The value of any claim depends on injury severity, documented medical treatment, how clearly fault can be established, applicable insurance limits, and other case-specific factors. No two claims are alike.
South Carolina requires drivers to carry minimum liability coverage, but many drivers carry only the minimum — or are uninsured entirely. That gap matters.
Key coverage types that often come into play:
South Carolina law requires UM/UIM coverage to be offered, though policyholders can reject it in writing. Whether you have it — and what limits apply — shapes what's actually available to you after a crash.
After an accident, insurers typically gather:
Documentation matters significantly. Gaps in medical treatment, inconsistencies in recorded statements, or missing evidence can affect how a claim is evaluated. Adjusters are trained to assess claims in ways that serve their employer's interests — which is one reason many people eventually consult an attorney.
People seek car accident attorneys for a range of reasons — disputed liability, serious injuries, low settlement offers, complex insurance coverage issues, or simply because they don't want to navigate the process alone.
Most personal injury attorneys in South Carolina work on a contingency fee basis, meaning they collect a percentage of the final settlement or judgment rather than charging hourly. That percentage varies by firm and case complexity but commonly ranges from 25% to 40%, depending on whether the case settles before or after litigation begins.
An attorney's general role in a car accident claim typically includes:
South Carolina's statute of limitations for personal injury claims arising from car accidents is generally three years from the date of the accident, though specific circumstances — such as claims involving government vehicles or wrongful death — may involve different deadlines. Missing the applicable deadline typically bars recovery entirely.
Claims involving only property damage may have different timelines. Deadlines in South Carolina are not the same in every state, and assuming a rule applies universally is a common and costly mistake.

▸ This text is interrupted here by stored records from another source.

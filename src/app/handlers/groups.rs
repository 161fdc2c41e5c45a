//! Handler für Connection-Gruppen.

use super::warn_on_error;
use crate::app::use_cases;
use crate::app::AppState;

/// Gruppiert die selektierten Connections.
pub fn create_group(state: &mut AppState) {
    warn_on_error(
        "Gruppe anlegen",
        use_cases::groups::create_connection_group(state),
    );
}

/// Löst alle Gruppen auf.
pub fn clear_groups(state: &mut AppState) {
    use_cases::groups::clear_connection_groups(state);
}

/// Setzt die Steifigkeit einer Gruppe.
pub fn set_rigidity(state: &mut AppState, group_id: u64, rigidity: f32) {
    use_cases::groups::set_group_rigidity(state, group_id, rigidity);
}
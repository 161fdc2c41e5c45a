//! Gruppen-Ordner: Gruppen anlegen, auflösen, Rigidity einstellen.

use crate::app::{AppIntent, AppState};
use crate::core::ConnectionGroup;

pub(super) fn render_groups_section(
    ui: &mut egui::Ui,
    state: &AppState,
    events: &mut Vec<AppIntent>,
) {
    ui.collapsing("Gruppen", |ui| {
        ui.horizontal(|ui| {
            if ui
                .add_enabled(
                    !state.selection.connections.is_empty(),
                    egui::Button::new("Gruppe bilden"),
                )
                .clicked()
            {
                events.push(AppIntent::CreateGroupRequested);
            }
            if ui
                .add_enabled(state.scene.group_count() > 0, egui::Button::new("Auflösen"))
                .clicked()
            {
                events.push(AppIntent::ClearGroupsRequested);
            }
        });

        for group in state.scene.groups() {
            let mut rigidity = group.rigidity();
            let response = ui.add(
                egui::Slider::new(
                    &mut rigidity,
                    ConnectionGroup::RIGIDITY_MIN..=ConnectionGroup::RIGIDITY_MAX,
                )
                .text(format!("{} ({})", group.name, group.connection_ids.len())),
            );
            if response.changed() {
                events.push(AppIntent::GroupRigidityEdited {
                    group_id: group.id,
                    rigidity,
                });
            }
        }
    });
}
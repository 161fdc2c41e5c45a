//! Frame-Update: leitet jede Connection-Geometrie aus den aktuellen Positionen ab.
//!
//! Läuft einmal pro gerendertem Frame, nach allen Eingaben dieses Frames.
//! Kein Dirty-Tracking: Aufwand O(Connections × Samples) pro Frame.

use super::curve::evaluate_curve;
use crate::core::{ConnectionShape, Scene};

/// Statistik eines Frame-Updates
#[derive(Debug, Clone, Copy, Default, PartialEq, Eq)]
pub struct FrameStats {
    /// Aktualisierte gerade Connections
    pub straight: usize,
    /// Neu abgetastete Kurven
    pub curved: usize,
    /// Kurven, deren Quellen fehlten (Geometrie unverändert)
    pub stale: usize,
}

/// Schreibt die Geometrie aller Connections neu.
///
/// Gerade Connections übernehmen die Endpunkt-Positionen; Kurven berechnen ihre
/// Kontrollpunkte aus den gebundenen Forcefields und tasten neu ab.
pub fn refresh_connection_geometry(scene: &mut Scene, segments: usize) -> FrameStats {
    let mut stats = FrameStats::default();
    let (lookup, connections) = scene.split_for_update();

    for conn in connections {
        match conn.shape() {
            ConnectionShape::Straight => {
                let (Some(start), Some(end)) = (lookup.point(conn.start_id), lookup.point(conn.end_id))
                else {
                    stats.stale += 1;
                    continue;
                };
                conn.update_straight_geometry(start, end);
                stats.straight += 1;
            }
            ConnectionShape::Curved(curve) => {
                match evaluate_curve(lookup, conn.start_id, conn.end_id, curve.control, segments) {
                    Some((control_points, samples)) => {
                        conn.refresh_curve(control_points, samples);
                        stats.curved += 1;
                    }
                    None => stats.stale += 1,
                }
            }
        }
    }

    if stats.stale > 0 {
        log::debug!("Frame-Update: {} Connection(s) ohne Quellen", stats.stale);
    }
    stats
}
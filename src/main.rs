//! StringingTool-Editor.
//!
//! Interaktiver 3D-Editor für Punkte, Connections und Forcefield-gesteuerte
//! Bezier-Kurven mit egui.

use eframe::egui;
use stringing_editor::{render, ui, AppController, AppIntent, AppState, EditorOptions};

fn main() -> Result<(), eframe::Error> {
    AppRunner::run()
}

struct AppRunner;

impl AppRunner {
    fn run() -> Result<(), eframe::Error> {
        // Logger initialisieren
        env_logger::Builder::new()
            .filter_level(log::LevelFilter::Info)
            .parse_default_env()
            .init();

        log::info!(
            "StringingTool-Editor v{} startet...",
            env!("CARGO_PKG_VERSION")
        );

        let options = eframe::NativeOptions {
            viewport: egui::ViewportBuilder::default()
                .with_inner_size([1280.0, 720.0])
                .with_title("StringingTool-Editor"),
            renderer: eframe::Renderer::Glow,
            multisampling: 4,
            ..Default::default()
        };

        eframe::run_native(
            "StringingTool-Editor",
            options,
            Box::new(|_cc| Ok(Box::new(EditorApp::new()))),
        )
    }
}

/// Haupt-Anwendungsstruktur
struct EditorApp {
    state: AppState,
    controller: AppController,
    input: ui::InputState,
}

impl EditorApp {
    fn new() -> Self {
        // Optionen aus TOML laden (oder Standardwerte)
        let config_path = EditorOptions::config_path();
        let editor_options = EditorOptions::load_from_file(&config_path);

        Self {
            state: AppState::with_options(editor_options),
            controller: AppController::new(),
            input: ui::InputState::new(),
        }
    }
}

impl eframe::App for EditorApp {
    fn update(&mut self, ctx: &egui::Context, _frame: &mut eframe::Frame) {
        if self.state.should_exit {
            ctx.send_viewport_cmd(egui::ViewportCommand::Close);
            return;
        }

        let (events, viewport) = self.collect_ui_events(ctx);

        let has_meaningful_events = events
            .iter()
            .any(|e| !matches!(e, AppIntent::ViewportResized { .. }));

        // Reihenfolge: erst alle Eingaben, dann Geometrie, dann Zeichnen
        self.process_events(events);
        let stats = self.controller.tick(&mut self.state);
        log::trace!("Frame-Update: {:?}", stats);

        if let Some((painter, rect)) = viewport {
            let scene = self
                .controller
                .build_render_scene(&self.state, [rect.width(), rect.height()]);
            render::paint_scene(&painter, rect, &scene);
            if !scene.has_content() {
                painter.text(
                    rect.center(),
                    egui::Align2::CENTER_CENTER,
                    "Leere Szene. Punkte im Ordner \"Punkte\" hinzufügen",
                    egui::FontId::proportional(20.0),
                    egui::Color32::WHITE,
                );
            }
        }

        self.maybe_request_repaint(ctx, has_meaningful_events);
    }
}

impl EditorApp {
    fn collect_ui_events(
        &mut self,
        ctx: &egui::Context,
    ) -> (Vec<AppIntent>, Option<(egui::Painter, egui::Rect)>) {
        let mut events = Vec::new();

        events.extend(ui::render_menu(ctx, &self.state));
        ui::render_status_bar(ctx, &self.state);
        events.extend(ui::render_properties_panel(ctx, &self.state));
        events.extend(ui::show_options_dialog(ctx, &self.state));

        let manipulator = self
            .state
            .editor
            .manipulator
            .attached()
            .and_then(|target| self.state.scene.position(target.kind, target.id));

        let mut viewport = None;
        egui::CentralPanel::default()
            .frame(egui::Frame::NONE.fill(egui::Color32::from_gray(30)))
            .show(ctx, |ui| {
                let (rect, response) =
                    ui.allocate_exact_size(ui.available_size(), egui::Sense::click_and_drag());

                let viewport_size = [rect.width(), rect.height()];

                events.extend(self.input.collect_viewport_events(
                    ui,
                    &response,
                    viewport_size,
                    &self.state.view.camera,
                    manipulator,
                    &self.state.options,
                ));

                viewport = Some((ui.painter_at(rect), rect));
            });

        (events, viewport)
    }

    fn process_events(&mut self, events: Vec<AppIntent>) {
        for event in events {
            if let Err(e) = self.controller.handle_intent(&mut self.state, event) {
                log::error!("Event handling failed: {:#}", e);
            }
        }
    }

    fn maybe_request_repaint(&self, ctx: &egui::Context, has_meaningful_events: bool) {
        if has_meaningful_events
            || ctx.input(|i| i.pointer.is_moving())
            || self.state.editor.drag.is_some()
            || self.state.show_options_dialog
        {
            ctx.request_repaint();
        }
    }
}
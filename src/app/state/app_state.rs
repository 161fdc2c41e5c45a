use crate::app::history::{EditHistory, Snapshot};
use crate::app::CommandLog;
use crate::core::{EntityKind, Scene};
use crate::shared::EditorOptions;
use std::sync::Arc;

use super::{EditorState, SelectionState, ViewState};

/// Hauptzustand der Anwendung
pub struct AppState {
    /// Entity-Registry (Arc für O(1)-Snapshots, Copy-on-Write bei Mutation)
    pub scene: Arc<Scene>,
    /// View-State
    pub view: ViewState,
    /// Selection-State
    pub selection: SelectionState,
    /// Editor-State (Modus, Manipulator, Positions-Panel)
    pub editor: EditorState,
    /// Verlauf ausgeführter Commands
    pub command_log: CommandLog,
    /// Undo/Redo-History (Snapshot-basiert)
    pub history: EditHistory,
    /// Laufzeit-Optionen (Farben, Größen, Kamera)
    pub options: EditorOptions,
    /// Ob der Options-Dialog angezeigt wird
    pub show_options_dialog: bool,
    /// Signalisiert dem Host (eframe), die Anwendung kontrolliert zu beenden
    pub should_exit: bool,
}

impl AppState {
    /// Erstellt einen neuen, leeren App-State mit Standard-Optionen
    pub fn new() -> Self {
        Self::with_options(EditorOptions::default())
    }

    /// Erstellt einen leeren App-State mit den gegebenen Optionen (Bereiche werden korrigiert)
    pub fn with_options(options: EditorOptions) -> Self {
        let options = options.sanitized();
        Self {
            scene: Arc::new(Scene::new()),
            view: ViewState::from_options(&options),
            selection: SelectionState::new(),
            editor: EditorState::new(),
            command_log: CommandLog::new(),
            history: EditHistory::new_with_capacity(options.undo_depth),
            options,
            show_options_dialog: false,
            should_exit: false,
        }
    }

    /// Mutable Szene (klont nur, wenn ein Snapshot sie noch teilt)
    pub fn scene_mut(&mut self) -> &mut Scene {
        Arc::make_mut(&mut self.scene)
    }

    /// Anzahl lebender Objekte einer Art (für UI-Anzeige)
    pub fn count(&self, kind: EntityKind) -> usize {
        self.scene.count(kind)
    }

    /// Undo/Redo helpers
    pub fn can_undo(&self) -> bool {
        self.history.can_undo()
    }

    /// Gibt zurück, ob ein Redo-Schritt verfügbar ist.
    pub fn can_redo(&self) -> bool {
        self.history.can_redo()
    }

    /// Erstellt einen Undo-Snapshot des aktuellen Zustands.
    /// Reduziert Boilerplate in mutierenden Use-Cases.
    pub fn record_undo_snapshot(&mut self) {
        let snap = Snapshot::from_state(self);
        self.history.record_snapshot(snap);
    }
}

impl Default for AppState {
    fn default() -> Self {
        Self::new()
    }
}
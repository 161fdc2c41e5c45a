//! Application-Layer: Controller, State, Events und Use-Cases.

pub mod command_log;
pub mod controller;
pub mod events;
pub mod handlers;
pub mod history;
mod intent_mapping;
pub mod render_scene;
/// Application State und Controller
///
/// Dieses Modul verwaltet den Zustand der Anwendung (Szene, Selektion, View, Editor).
pub mod state;
pub mod use_cases;

pub use command_log::CommandLog;
pub use controller::AppController;
pub use events::{AppCommand, AppIntent};
pub use render_scene::build as build_render_scene;
pub use state::{
    AppState, EditorState, InteractionMode, Layer, SelectionState, ViewState,
};
pub use use_cases::frame_update::FrameStats;
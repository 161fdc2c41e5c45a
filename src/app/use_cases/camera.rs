//! Use-Case-Funktionen für Kamera-Steuerung.

use crate::app::state::camera_from_options;
use crate::app::AppState;
use glam::Vec2;

/// Setzt die Kamera auf die Startposition aus den Optionen zurück.
pub fn reset_camera(state: &mut AppState) {
    state.view.camera = camera_from_options(&state.options);
}

/// Dreht die Kamera um ihren Zielpunkt (Maus-Delta in Pixel).
pub fn orbit(state: &mut AppState, delta_px: Vec2) {
    let speed = state.options.camera_orbit_speed;
    state
        .view
        .camera
        .orbit(-delta_px.x * speed, delta_px.y * speed);
}

/// Zoomt multiplikativ (Faktor > 1 entfernt die Kamera).
pub fn zoom(state: &mut AppState, factor: f32) {
    if !factor.is_finite() || factor <= 0.0 {
        log::warn!("Ungültiger Zoom-Faktor {} ignoriert", factor);
        return;
    }
    state.view.camera.zoom_by(factor);
}

/// Übernimmt die aktuelle Viewport-Größe.
pub fn set_viewport_size(state: &mut AppState, size: [f32; 2]) {
    state.view.viewport_size = size;
}

#[cfg(test)]
mod tests {
    use super::*;
    use approx::assert_relative_eq;

    #[test]
    fn reset_camera_restores_start_position() {
        let mut state = AppState::new();
        orbit(&mut state, Vec2::new(120.0, -40.0));
        zoom(&mut state, 0.5);

        reset_camera(&mut state);

        let pos = state.view.camera.position();
        assert_relative_eq!(pos.x, 500.0, epsilon = 1e-2);
        assert_relative_eq!(pos.y, 500.0, epsilon = 1e-2);
        assert_relative_eq!(pos.z, 1000.0, epsilon = 1e-2);
    }

    #[test]
    fn zoom_in_then_out_returns_to_original() {
        let mut state = AppState::new();
        let original = state.view.camera.distance;

        let step = state.options.camera_scroll_zoom_step;
        zoom(&mut state, 1.0 / step);
        zoom(&mut state, step);

        assert_relative_eq!(state.view.camera.distance, original, epsilon = 1e-2);
    }

    #[test]
    fn zoom_is_clamped_to_distance_range() {
        let mut state = AppState::new();
        zoom(&mut state, 100.0);
        assert_eq!(state.view.camera.distance, state.options.camera_max_distance);
    }

    #[test]
    fn invalid_zoom_factor_is_ignored() {
        let mut state = AppState::new();
        let before = state.view.camera.distance;
        zoom(&mut state, 0.0);
        zoom(&mut state, f32::NAN);
        assert_eq!(state.view.camera.distance, before);
    }

    #[test]
    fn horizontal_orbit_keeps_distance() {
        let mut state = AppState::new();
        let before = state.view.camera.distance;
        let yaw_before = state.view.camera.yaw;

        orbit(&mut state, Vec2::new(100.0, 0.0));

        assert!(state.view.camera.yaw < yaw_before);
        assert_relative_eq!(
            (state.view.camera.position() - state.view.camera.target).length(),
            before,
            epsilon = 1e-2
        );
    }
}
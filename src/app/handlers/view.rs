//! Handler für Kamera, Viewport, Ebenen und Mesh-Vorschau.

use super::warn_on_error;
use crate::app::state::Layer;
use crate::app::use_cases;
use crate::app::AppState;

/// Setzt die Kamera auf den Startzustand zurück.
pub fn reset_camera(state: &mut AppState) {
    use_cases::camera::reset_camera(state);
}

/// Aktualisiert die Viewport-Größe im State.
pub fn set_viewport_size(state: &mut AppState, size: [f32; 2]) {
    use_cases::camera::set_viewport_size(state, size);
}

/// Dreht die Kamera um ihren Zielpunkt.
pub fn orbit(state: &mut AppState, delta_px: glam::Vec2) {
    use_cases::camera::orbit(state, delta_px);
}

/// Zoomt die Kamera.
pub fn zoom(state: &mut AppState, factor: f32) {
    use_cases::camera::zoom(state, factor);
}

/// Blendet eine Ebene ein oder aus.
pub fn set_layer_visibility(state: &mut AppState, layer: Layer, visible: bool) {
    state.view.set_visible(layer, visible);
    log::info!("Ebene {:?}: {}", layer, if visible { "sichtbar" } else { "ausgeblendet" });
}

/// Erzeugt die Mesh-Vorschau.
pub fn create_mesh(state: &mut AppState) {
    warn_on_error("Mesh erzeugen", use_cases::export::create_mesh(state));
}

/// Setzt die Röhrendicke des Export-Mesh.
pub fn set_mesh_thickness(state: &mut AppState, thickness: f32) {
    use_cases::export::set_mesh_thickness(state, thickness);
}
//! Bodengitter auf der Ebene y = 0.

use super::types::RenderContext;
use crate::shared::RenderGrid;
use glam::Vec3;

const GRID_COLOR: egui::Color32 = egui::Color32::from_gray(70);

pub(super) fn paint_grid(ctx: &RenderContext, grid: RenderGrid) {
    if grid.divisions == 0 || grid.size <= 0.0 {
        return;
    }
    let half = grid.size * 0.5;
    let step = grid.size / grid.divisions as f32;
    let stroke = egui::Stroke::new(1.0, GRID_COLOR);

    for i in 0..=grid.divisions {
        let offset = -half + step * i as f32;
        for (a, b) in [
            (Vec3::new(offset, 0.0, -half), Vec3::new(offset, 0.0, half)),
            (Vec3::new(-half, 0.0, offset), Vec3::new(half, 0.0, offset)),
        ] {
            if let (Some(pa), Some(pb)) = (ctx.project(a), ctx.project(b)) {
                ctx.painter.line_segment([pa, pb], stroke);
            }
        }
    }
}
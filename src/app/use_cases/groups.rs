//! Use-Cases für Connection-Gruppen.

use super::editing::require_selected;
use crate::app::AppState;
use crate::core::{EditError, EntityKind};

/// Legt aus den selektierten Connections eine neue Gruppe an.
///
/// Bereits gruppierte Connections wechseln in die neue Gruppe.
/// Die Connection-Selektion ist danach leer.
pub fn create_connection_group(state: &mut AppState) -> Result<u64, EditError> {
    let members = require_selected(state, EntityKind::Connection, 1)?;

    state.record_undo_snapshot();

    let name = format!("Gruppe {}", state.scene.next_group_number());
    let group_id = state.scene_mut().create_group(name.clone(), members.iter().copied())?;

    state.selection.connections.clear();
    state.editor.connection_cursor = None;
    log::info!("{} mit {} Connection(s) angelegt", name, members.len());
    Ok(group_id)
}

/// Entfernt alle Gruppen; die Connections bleiben erhalten.
pub fn clear_connection_groups(state: &mut AppState) -> usize {
    if state.scene.group_count() == 0 {
        return 0;
    }
    state.record_undo_snapshot();
    let removed = state.scene_mut().clear_groups();
    log::info!("{} Gruppe(n) aufgelöst", removed);
    removed
}

/// Setzt die Steifigkeit einer Gruppe.
///
/// Der Wert wird nur gespeichert; die Kurvengeometrie bleibt unverändert.
pub fn set_group_rigidity(state: &mut AppState, group_id: u64, rigidity: f32) {
    match state.scene_mut().group_mut(group_id) {
        Some(group) => {
            group.set_rigidity(rigidity);
            log::info!("Rigidity von '{}' auf {:.2} gesetzt", group.name, group.rigidity());
        }
        None => log::warn!("Gruppe {} existiert nicht", group_id),
    }
}
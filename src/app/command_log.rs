//! Begrenztes Log aller ausgeführten Commands (Diagnose, Statusleiste).

use super::AppCommand;

/// Speichert ausgeführte Commands in Reihenfolge.
#[derive(Default)]
pub struct CommandLog {
    entries: Vec<AppCommand>,
}

impl CommandLog {
    const MAX_ENTRIES: usize = 1000;
}

impl CommandLog {
    /// Erstellt ein leeres Command-Log.
    pub fn new() -> Self {
        Self {
            entries: Vec::new(),
        }
    }

    /// Fügt einen ausgeführten Command hinzu.
    /// Begrenzt auf MAX_ENTRIES, ältere Einträge werden verworfen.
    pub fn record(&mut self, command: &AppCommand) {
        if self.entries.len() >= Self::MAX_ENTRIES {
            self.entries.drain(..Self::MAX_ENTRIES / 2);
        }
        self.entries.push(command.clone());
    }

    /// Zuletzt ausgeführter Command.
    pub fn last(&self) -> Option<&AppCommand> {
        self.entries.last()
    }

    /// Gibt die Anzahl der geloggten Commands zurück.
    pub fn len(&self) -> usize {
        self.entries.len()
    }

    /// Gibt `true` zurück, wenn keine Commands vorhanden sind.
    pub fn is_empty(&self) -> bool {
        self.entries.is_empty()
    }

    /// Liefert eine read-only Sicht auf alle Einträge.
    pub fn entries(&self) -> &[AppCommand] {
        &self.entries
    }
}
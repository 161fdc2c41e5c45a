//! Viewport-Input-Handling: Maus-Events, Manipulator-Drag, Orbit, Scroll → AppIntent.
//!
//! Aufgeteilt in phasenbasierte Submodule:
//! - `clicks` — Pointer-Down (Picking über die App)
//! - `drag_primary` — Drag-Start/-Ende (Manipulator oder Kamera-Orbit)
//! - `pointer_delta` — Deltas während aktiver Drags
//! - `zoom` — Scroll-Zoom

mod clicks;
mod drag_primary;
mod pointer_delta;
mod zoom;

use super::keyboard;
use crate::app::AppIntent;
use crate::core::Camera3D;
use crate::shared::EditorOptions;
use glam::{Vec2, Vec3};

/// Modus des primären (Links-)Drags im Viewport.
#[derive(Debug, Clone, Copy, PartialEq, Eq, Default)]
pub(crate) enum PrimaryDragMode {
    #[default]
    None,
    /// Drag am Manipulator-Griff
    Manipulator,
    CameraOrbit,
}

/// Bündelt die gemeinsamen Parameter für Viewport-Event-Verarbeitung.
pub(crate) struct ViewportContext<'a> {
    pub ui: &'a egui::Ui,
    pub response: &'a egui::Response,
    pub viewport_size: [f32; 2],
    pub camera: &'a Camera3D,
    /// Weltposition des Manipulator-Griffs (falls angehängt)
    pub manipulator: Option<Vec3>,
    pub options: &'a EditorOptions,
}

impl ViewportContext<'_> {
    /// Pointer-Position relativ zur linken oberen Viewport-Ecke.
    fn local_pos(&self, pointer_pos: egui::Pos2) -> Vec2 {
        let local = pointer_pos - self.response.rect.min;
        Vec2::new(local.x, local.y)
    }

    /// Prüft, ob eine Pointer-Position den Manipulator-Griff trifft.
    fn hits_manipulator(&self, pointer_pos: egui::Pos2) -> bool {
        let Some(handle) = self.manipulator else {
            return false;
        };
        let viewport = Vec2::from(self.viewport_size);
        self.camera
            .world_to_screen(handle, viewport)
            .is_some_and(|screen| {
                screen.distance(self.local_pos(pointer_pos)) <= self.options.manipulator_pick_radius_px
            })
    }
}

/// Verwaltet den Input-Zustand für das Viewport (Drag-Modus)
#[derive(Default)]
pub struct InputState {
    pub(crate) primary_drag_mode: PrimaryDragMode,
}

impl InputState {
    /// Erstellt einen neuen, leeren Input-Zustand.
    pub fn new() -> Self {
        Self::default()
    }

    /// Sammelt Viewport-Events aus egui-Input und gibt AppIntents zurück.
    ///
    /// Zentraler UI→Intent-Einstieg für Tastatur, Maus, Drag und Scroll.
    pub fn collect_viewport_events(
        &mut self,
        ui: &egui::Ui,
        response: &egui::Response,
        viewport_size: [f32; 2],
        camera: &Camera3D,
        manipulator: Option<Vec3>,
        options: &EditorOptions,
    ) -> Vec<AppIntent> {
        let ctx = ViewportContext {
            ui,
            response,
            viewport_size,
            camera,
            manipulator,
            options,
        };

        let mut events = Vec::new();

        events.push(AppIntent::ViewportResized {
            size: viewport_size,
        });

        events.extend(keyboard::collect_keyboard_intents(ui));

        self.handle_pointer_down(&ctx, &mut events);
        self.handle_drag_start(&ctx, &mut events);
        self.handle_pointer_delta(&ctx, &mut events);
        self.handle_drag_end(&ctx, &mut events);
        self.handle_scroll_zoom(&ctx, &mut events);

        events
    }
}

Common reasons claims take longer than expected:
South Carolina may require accident reporting to the DMV depending on the circumstances — typically when an accident results in injury, death, or property damage above a certain threshold and a law enforcement officer was not present.
Drivers involved in serious crashes may also face SR-22 filing requirements, which is a certificate of financial responsibility filed by an insurer confirming that a driver carries minimum required coverage. SR-22 obligations typically arise from license suspensions, DUI convictions, or at-fault accidents involving uninsured drivers — not from every accident.
What applies to one Columbia driver may not apply to another. The same type of accident — a rear-end collision on I-26, a left-turn crash near Harbison, a parking lot dispute in Five Points — can produce very different legal and insurance outcomes depending on:
Understanding the framework is useful. Applying it accurately to a specific accident, policy, and set of injuries is the part that requires looking at the actual details.